Your task — In the records below, find each line containing the word "Detects" and copy it.

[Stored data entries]
▬▬▬▬▬▬
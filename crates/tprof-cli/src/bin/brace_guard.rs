//! `brace-guard`: wraps single-statement loop and branch bodies in braces.
//!
//! Delegates to [`tprof_cli::run`], which writes a patched
//! `<file>_tprof_subs.<ext>` copy next to every source given on the command
//! line.

use std::io::{self, StderrLock, StdoutLock};
use std::process::ExitCode;

use tprof_cli::Tool;

fn main() -> ExitCode {
    let mut stdout: StdoutLock<'_> = io::stdout().lock();
    let mut stderr: StderrLock<'_> = io::stderr().lock();
    tprof_cli::run(
        Tool::BraceGuard,
        std::env::args_os(),
        &mut stdout,
        &mut stderr,
    )
}
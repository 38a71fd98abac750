//! Language detection and Tree-sitter grammar selection.
//!
//! This module provides the [`SupportedLanguage`] enum for identifying the
//! dialect of a translation unit and mapping it to its Tree-sitter grammar.

use std::fmt;
use std::path::Path;
use std::str::FromStr;

use thiserror::Error;

/// Languages accepted by the front end.
///
/// The dialect matters beyond grammar selection: it decides whether
/// function identifiers are mangled and whether member calls resolve to a
/// direct callee.
#[derive(Debug, Clone, Copy, PartialEq, Eq, Hash, Default)]
pub enum SupportedLanguage {
    /// C source files (`.c`, `.h`).
    #[default]
    C,
    /// C++ source files (`.cc`, `.cpp`, `.cxx`, `.c++`, `.hh`, `.hpp`, `.hxx`).
    Cpp,
}

impl SupportedLanguage {
    /// Detects the language from a file extension.
    ///
    /// Returns `None` if the extension is not recognised.
    ///
    /// # Examples
    ///
    /// ```
    /// use tprof_syntax::SupportedLanguage;
    ///
    /// assert_eq!(
    ///     SupportedLanguage::from_extension("cpp"),
    ///     Some(SupportedLanguage::Cpp)
    /// );
    /// assert_eq!(SupportedLanguage::from_extension("rs"), None);
    /// ```
    #[must_use]
    pub fn from_extension(ext: &str) -> Option<Self> {
        let normalised = ext.to_ascii_lowercase();
        match normalised.as_str() {
            "c" | "h" | "i" => Some(Self::C),
            "cc" | "cpp" | "cxx" | "c++" | "cp" | "hh" | "hpp" | "hxx" | "h++" | "ii"
            | "ipp" | "tcc" => Some(Self::Cpp),
            _ => None,
        }
    }

    /// Detects the language from a file path by examining its extension.
    ///
    /// Returns `None` if the path has no extension or the extension is not
    /// recognised.
    #[must_use]
    pub fn from_path(path: &Path) -> Option<Self> {
        path.extension()
            .and_then(|ext| ext.to_str())
            .and_then(Self::from_extension)
    }

    /// Returns the Tree-sitter language grammar for this language.
    #[must_use]
    pub fn tree_sitter_language(self) -> tree_sitter::Language {
        match self {
            Self::C => tree_sitter_c::LANGUAGE.into(),
            Self::Cpp => tree_sitter_cpp::LANGUAGE.into(),
        }
    }

    /// Returns the lower-case identifier for this language.
    #[must_use]
    pub const fn as_str(self) -> &'static str {
        match self {
            Self::C => "c",
            Self::Cpp => "c++",
        }
    }

    /// Returns whether the language has C++ semantics (overloading, member
    /// functions, namespaces).
    #[must_use]
    pub const fn is_cpp(self) -> bool {
        matches!(self, Self::Cpp)
    }
}

impl fmt::Display for SupportedLanguage {
    fn fmt(&self, f: &mut fmt::Formatter<'_>) -> fmt::Result {
        f.write_str(self.as_str())
    }
}

/// Error raised when parsing a language identifier fails.
#[derive(Debug, Error, Clone, PartialEq, Eq)]
#[error("unsupported language: '{0}'")]
pub struct LanguageParseError(String);

impl LanguageParseError {
    /// Returns the input that failed to parse.
    #[must_use]
    pub fn input(&self) -> &str {
        &self.0
    }
}

impl FromStr for SupportedLanguage {
    type Err = LanguageParseError;

    /// Accepts the spellings understood by a compiler's `-x` option.
    fn from_str(input: &str) -> Result<Self, Self::Err> {
        let normalised = input.trim().to_ascii_lowercase();
        match normalised.as_str() {
            "c" | "c-header" | "cpp-output" => Ok(Self::C),
            "c++" | "cpp" | "cxx" | "c++-header" | "c++-cpp-output" => Ok(Self::Cpp),
            other => Err(LanguageParseError(other.to_owned())),
        }
    }
}

#[cfg(test)]
mod tests {
    use super::*;
    use rstest::rstest;

    #[rstest]
    #[case("c", SupportedLanguage::C)]
    #[case("h", SupportedLanguage::C)]
    #[case("cc", SupportedLanguage::Cpp)]
    #[case("cpp", SupportedLanguage::Cpp)]
    #[case("CXX", SupportedLanguage::Cpp)]
    #[case("hpp", SupportedLanguage::Cpp)]
    fn from_extension_recognises_supported_languages(
        #[case] ext: &str,
        #[case] expected: SupportedLanguage,
    ) {
        assert_eq!(SupportedLanguage::from_extension(ext), Some(expected));
    }

    #[rstest]
    #[case("rs")]
    #[case("py")]
    #[case("")]
    fn from_extension_returns_none_for_unknown(#[case] ext: &str) {
        assert_eq!(SupportedLanguage::from_extension(ext), None);
    }

    #[test]
    fn from_path_returns_none_for_no_extension() {
        assert_eq!(SupportedLanguage::from_path(Path::new("Makefile")), None);
    }

    #[rstest]
    #[case("c", SupportedLanguage::C)]
    #[case("c++", SupportedLanguage::Cpp)]
    #[case(" C++-Header ", SupportedLanguage::Cpp)]
    fn from_str_parses_driver_language_names(
        #[case] input: &str,
        #[case] expected: SupportedLanguage,
    ) {
        assert_eq!(SupportedLanguage::from_str(input), Ok(expected));
    }

    #[test]
    fn from_str_returns_error_for_unknown() {
        let result: Result<SupportedLanguage, _> = "objective-c".parse();
        assert_eq!(
            result.map_err(|error| error.input().to_owned()),
            Err("objective-c".to_owned())
        );
    }
}
//! Shared fixtures for in-process runs of the tools.

use std::cell::RefCell;
use std::ffi::OsString;
use std::fs;
use std::process::ExitCode;

use camino::{Utf8Path, Utf8PathBuf};
use tempfile::TempDir;
use tprof_config::Config;

use crate::config::ConfigLoader;
use crate::errors::AppError;
use crate::{IoStreams, Tool, run_with_loader};

/// Returns a fixed configuration and records the arguments it was given.
pub(super) struct StaticConfigLoader {
    config: Config,
    arguments: RefCell<Vec<OsString>>,
}

impl StaticConfigLoader {
    pub(super) const fn new(config: Config) -> Self {
        Self {
            config,
            arguments: RefCell::new(Vec::new()),
        }
    }

    /// Arguments forwarded by the most recent load.
    pub(super) fn arguments(&self) -> Vec<String> {
        self.arguments
            .borrow()
            .iter()
            .map(|argument| argument.to_string_lossy().into_owned())
            .collect()
    }
}

impl ConfigLoader for StaticConfigLoader {
    fn load(&self, args: &[OsString]) -> Result<Config, AppError> {
        *self.arguments.borrow_mut() = args.to_vec();
        Ok(self.config.clone())
    }
}

/// A temporary source tree with a separate record workspace.
pub(super) struct Sandbox {
    _dir: TempDir,
    root: Utf8PathBuf,
}

impl Sandbox {
    pub(super) fn new() -> Self {
        let dir = tempfile::tempdir().expect("tempdir");
        let root = Utf8PathBuf::from_path_buf(dir.path().to_path_buf()).expect("utf-8 tempdir");
        fs::create_dir(root.join("workspace")).expect("workspace dir");
        Self { _dir: dir, root }
    }

    pub(super) fn root(&self) -> &Utf8Path {
        &self.root
    }

    pub(super) fn workspace(&self) -> Utf8PathBuf {
        self.root.join("workspace")
    }

    pub(super) fn write(&self, name: &str, text: &str) -> Utf8PathBuf {
        let path = self.root.join(name);
        fs::write(&path, text).expect("write source");
        path
    }

    pub(super) fn read(&self, path: &Utf8Path) -> String {
        fs::read_to_string(path).expect("read output")
    }

    /// Sorted file names in the workspace.
    pub(super) fn records(&self) -> Vec<String> {
        let mut names: Vec<String> = fs::read_dir(self.workspace())
            .expect("list workspace")
            .map(|entry| {
                entry
                    .expect("workspace entry")
                    .file_name()
                    .to_string_lossy()
                    .into_owned()
            })
            .collect();
        names.sort();
        names
    }

    pub(super) fn config(&self) -> Config {
        Config {
            workspace: Some(self.workspace()),
            ..Config::default()
        }
    }
}

/// Captured result of one in-process run.
pub(super) struct RunOutput {
    pub(super) exit_code: ExitCode,
    pub(super) stdout: String,
    pub(super) stderr: String,
}

pub(super) fn run_tool(tool: Tool, config: Config, args: &[&str]) -> RunOutput {
    run_tool_with(tool, &StaticConfigLoader::new(config), args)
}

pub(super) fn run_tool_with<L: ConfigLoader>(tool: Tool, loader: &L, args: &[&str]) -> RunOutput {
    let mut stdout = Vec::new();
    let mut stderr = Vec::new();
    let argv = std::iter::once(OsString::from(tool.name()))
        .chain(args.iter().map(OsString::from))
        .collect::<Vec<_>>();
    let exit_code = {
        let mut io = IoStreams::new(&mut stdout, &mut stderr);
        run_with_loader(tool, argv, &mut io, loader)
    };
    RunOutput {
        exit_code,
        stdout: String::from_utf8(stdout).expect("stdout utf-8"),
        stderr: String::from_utf8(stderr).expect("stderr utf-8"),
    }
}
▬▬▬▬▬▬
Answer box —
    /// Detects the language from a file extension.
    /// Detects the language from a file path by examining its extension.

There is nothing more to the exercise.